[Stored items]
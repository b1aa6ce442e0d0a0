//! Adapter pair plugging record declarations into the core contracts.
//!
//! [`RecordModel`] and [`RecordFieldAdapter`] implement the `Model` and
//! `Field` capabilities over [`RecordType`] declarations; [`RecordFramework`]
//! is the registry-facing factory. The is-many and is-nullable predicates are
//! derived from the declared type expression: an outermost optional wrapper
//! makes a field nullable, a container (after stripping optional layers)
//! makes it many-valued.

use std::sync::{Arc, OnceLock};

use modelmap_core::types::{TypeExpr, TypeRef};
use modelmap_core::{DiagramError, Field, FieldRef, Framework, Model, ModelRef};
use modelmap_core::identifier::Id;

use crate::descriptor::RecordType;

/// Identifier under which the record framework registers itself.
pub const FRAMEWORK_ID: &str = "record";

/// Model adapter over a [`RecordType`] declaration.
#[derive(Debug)]
pub struct RecordModel {
    record: Arc<RecordType>,
    key: Id,
    fields: OnceLock<Vec<FieldRef>>,
}

impl RecordModel {
    /// Adapt a raw type handle.
    ///
    /// # Errors
    ///
    /// Returns [`DiagramError::InvalidModel`] when `raw` does not wrap a
    /// record declaration.
    pub fn new(raw: &TypeRef) -> Result<Self, DiagramError> {
        let record: Arc<RecordType> =
            raw.downcast().ok_or_else(|| DiagramError::InvalidModel {
                type_name: raw.name().to_string(),
                reason: "not a record type declaration".to_string(),
            })?;

        Ok(Self {
            key: Id::new(record.qualified_name()),
            record,
            fields: OnceLock::new(),
        })
    }
}

impl Model for RecordModel {
    fn key(&self) -> Id {
        self.key
    }

    fn name(&self) -> &str {
        self.record.name()
    }

    fn fields(&self) -> &[FieldRef] {
        self.fields.get_or_init(|| {
            (0..self.record.fields().len())
                .map(|index| {
                    FieldRef::new(RecordFieldAdapter {
                        record: Arc::clone(&self.record),
                        index,
                    })
                })
                .collect()
        })
    }

    fn description(&self) -> Option<&str> {
        self.record.description()
    }
}

/// Field adapter over one field of a [`RecordType`].
#[derive(Debug)]
pub struct RecordFieldAdapter {
    record: Arc<RecordType>,
    index: usize,
}

impl Field for RecordFieldAdapter {
    fn name(&self) -> &str {
        self.record.fields()[self.index].name()
    }

    fn type_expr(&self) -> &TypeExpr {
        self.record.fields()[self.index].type_expr()
    }

    fn description(&self) -> Option<&str> {
        self.record.fields()[self.index].description()
    }

    fn is_many(&self) -> bool {
        matches!(self.type_expr().strip_optional(), TypeExpr::Container(..))
    }

    fn is_nullable(&self) -> bool {
        self.type_expr().is_optional()
    }
}

/// Registry-facing adapter factory for the record framework.
#[derive(Debug, Default, Clone, Copy)]
pub struct RecordFramework;

impl Framework for RecordFramework {
    fn is_model_type(&self, raw: &TypeRef) -> bool {
        raw.downcast_ref::<RecordType>().is_some()
    }

    fn adapt(&self, raw: &TypeRef) -> Result<ModelRef, DiagramError> {
        Ok(ModelRef::new(RecordModel::new(raw)?))
    }
}

#[cfg(test)]
mod tests {
    use super::*;
    use crate::descriptor::{RecordField, scalar};

    fn quest() -> TypeRef {
        RecordType::builder("tavern::Quest")
            .description("A task to complete, with a reward attached.")
            .field(RecordField::new("name", scalar("String")))
            .field(
                RecordField::new("reward_gold", scalar("u32"))
                    .with_description("Gold awarded on completion"),
            )
            .build()
            .unwrap()
    }

    #[test]
    fn test_adapts_record_declarations() {
        let model = RecordModel::new(&quest()).unwrap();

        assert_eq!(model.name(), "Quest");
        assert_eq!(model.key(), Id::new("tavern::Quest"));
        assert_eq!(
            model.description(),
            Some("A task to complete, with a reward attached.")
        );

        let fields = model.fields();
        assert_eq!(fields.len(), 2);
        assert_eq!(fields[0].name(), "name");
        assert_eq!(fields[1].description(), Some("Gold awarded on completion"));
    }

    #[test]
    fn test_field_list_is_memoized() {
        let model = RecordModel::new(&quest()).unwrap();

        let first = model.fields().as_ptr();
        let second = model.fields().as_ptr();
        assert_eq!(first, second);
    }

    #[test]
    fn test_rejects_non_record_handles() {
        let not_a_record = TypeRef::new("String", Arc::new("just a string".to_string()));

        assert!(!RecordFramework.is_model_type(&not_a_record));
        let err = RecordModel::new(&not_a_record).unwrap_err();
        assert!(matches!(
            err,
            DiagramError::InvalidModel { ref type_name, .. } if type_name == "String"
        ));
    }

    #[test]
    fn test_predicates_derive_from_type_expressions() {
        let adventurer = RecordType::builder("tavern::Adventurer").build().unwrap();
        let decl = RecordType::builder("tavern::Party")
            .field(RecordField::new(
                "members",
                TypeExpr::list(TypeExpr::named(adventurer.clone())),
            ))
            .field(RecordField::new(
                "reserve_members",
                TypeExpr::optional(TypeExpr::list(TypeExpr::named(adventurer.clone()))),
            ))
            .field(RecordField::new(
                "active_quest",
                TypeExpr::optional(scalar("Quest")),
            ))
            .field(RecordField::new("name", scalar("String")))
            .build()
            .unwrap();

        let model = RecordModel::new(&decl).unwrap();
        let fields = model.fields();

        // members: Vec<Adventurer>
        assert!(fields[0].is_many());
        assert!(!fields[0].is_nullable());
        // reserve_members: Option<Vec<Adventurer>>
        assert!(fields[1].is_many());
        assert!(fields[1].is_nullable());
        // active_quest: Option<Quest>
        assert!(!fields[2].is_many());
        assert!(fields[2].is_nullable());
        // name: String
        assert!(!fields[3].is_many());
        assert!(!fields[3].is_nullable());
    }

    #[test]
    fn test_framework_adapt_produces_equal_models_for_same_declaration() {
        let decl = quest();
        let a = RecordFramework.adapt(&decl).unwrap();
        let b = RecordFramework.adapt(&decl).unwrap();

        assert_eq!(a, b);
    }
}
use std::collections::HashMap;

use scraper::{ElementRef, Html, Selector};
use tracing::debug;

use crate::catalog::ElementRecord;

/// Attribute that marks an element as a hook for automated tests.
const TEST_ID_ATTR: &str = "data-test-id";

/// Only values with this prefix are cataloged. Other test-id families
/// (unit-test markers and the like) share the attribute but are not
/// end-to-end hooks.
const E2E_PREFIX: &str = "e2e-";

/// Map from element id → text of the first `<label for="...">` naming it.
type LabelIndex = HashMap<String, String>;

/// Scan an HTML document for e2e test hooks, in document order.
///
/// Malformed markup is absorbed by the lenient parser; non-HTML input
/// yields an empty catalog rather than an error.
pub fn scan(html: &str) -> Vec<ElementRecord> {
    debug!(html_len = html.len(), "scanning document");
    let document = Html::parse_document(html);
    let labels = build_label_index(&document);

    let selector =
        Selector::parse(&format!("[{TEST_ID_ATTR}]")).expect("valid selector");
    let mut records = Vec::new();
    for element in document.select(&selector) {
        if let Some(test_id) = element.value().attr(TEST_ID_ATTR) {
            if !test_id.is_empty() && test_id.starts_with(E2E_PREFIX) {
                records.push(build_record(test_id, element, &labels));
            }
        }
    }

    debug!(
        records = records.len(),
        labels = labels.len(),
        "scan complete"
    );
    records
}

fn build_record(test_id: &str, element: ElementRef, labels: &LabelIndex) -> ElementRecord {
    let text = collect_text(element);

    let label = element
        .value()
        .attr("id")
        .filter(|id| !id.is_empty())
        .and_then(|id| labels.get(id))
        .filter(|text| !text.is_empty())
        .cloned();

    ElementRecord {
        test_id: test_id.to_string(),
        tag: element.value().name.local.as_ref().to_string(),
        input_type: non_empty_attr(element, "type"),
        text: Some(text).filter(|t| !t.is_empty()),
        aria_label: non_empty_attr(element, "aria-label"),
        placeholder: non_empty_attr(element, "placeholder"),
        label,
    }
}

fn non_empty_attr(element: ElementRef, name: &str) -> Option<String> {
    element
        .value()
        .attr(name)
        .filter(|value| !value.is_empty())
        .map(String::from)
}

/// Text content of an element: each descendant fragment stripped,
/// whitespace-only fragments dropped, the rest concatenated.
fn collect_text(element: ElementRef) -> String {
    element
        .text()
        .map(str::trim)
        .filter(|fragment| !fragment.is_empty())
        .collect()
}

/// Pre-scan the document for `<label for="id">` elements and collect a map
/// of element id → label text. Labels may live anywhere in the document,
/// not just near their control. The first label per id claims it, empty
/// text included; later duplicates never win.
fn build_label_index(document: &Html) -> LabelIndex {
    let selector = Selector::parse("label[for]").expect("valid selector");
    let mut index = LabelIndex::new();
    for label in document.select(&selector) {
        if let Some(for_id) = label.value().attr("for") {
            index
                .entry(for_id.to_string())
                .or_insert_with(|| collect_text(label));
        }
    }
    index
}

• **THE PROBLEM**: Repeat verbatim the opening run of entries, ending with the line that contains "use crate::descriptor::RecordType;".

• **TASK RESPONSE**:
repository b1aa6ce442e0d0a0
//! Adapter pair plugging record declarations into the core contracts.
//!
//! [`RecordModel`] and [`RecordFieldAdapter`] implement the `Model` and
//! `Field` capabilities over [`RecordType`] declarations; [`RecordFramework`]
//! is the registry-facing factory. The is-many and is-nullable predicates are
//! derived from the declared type expression: an outermost optional wrapper
//! makes a field nullable, a container (after stripping optional layers)
//! makes it many-valued.

use std::sync::{Arc, OnceLock};

use modelmap_core::types::{TypeExpr, TypeRef};
use modelmap_core::{DiagramError, Field, FieldRef, Framework, Model, ModelRef};
use modelmap_core::identifier::Id;

use crate::descriptor::RecordType;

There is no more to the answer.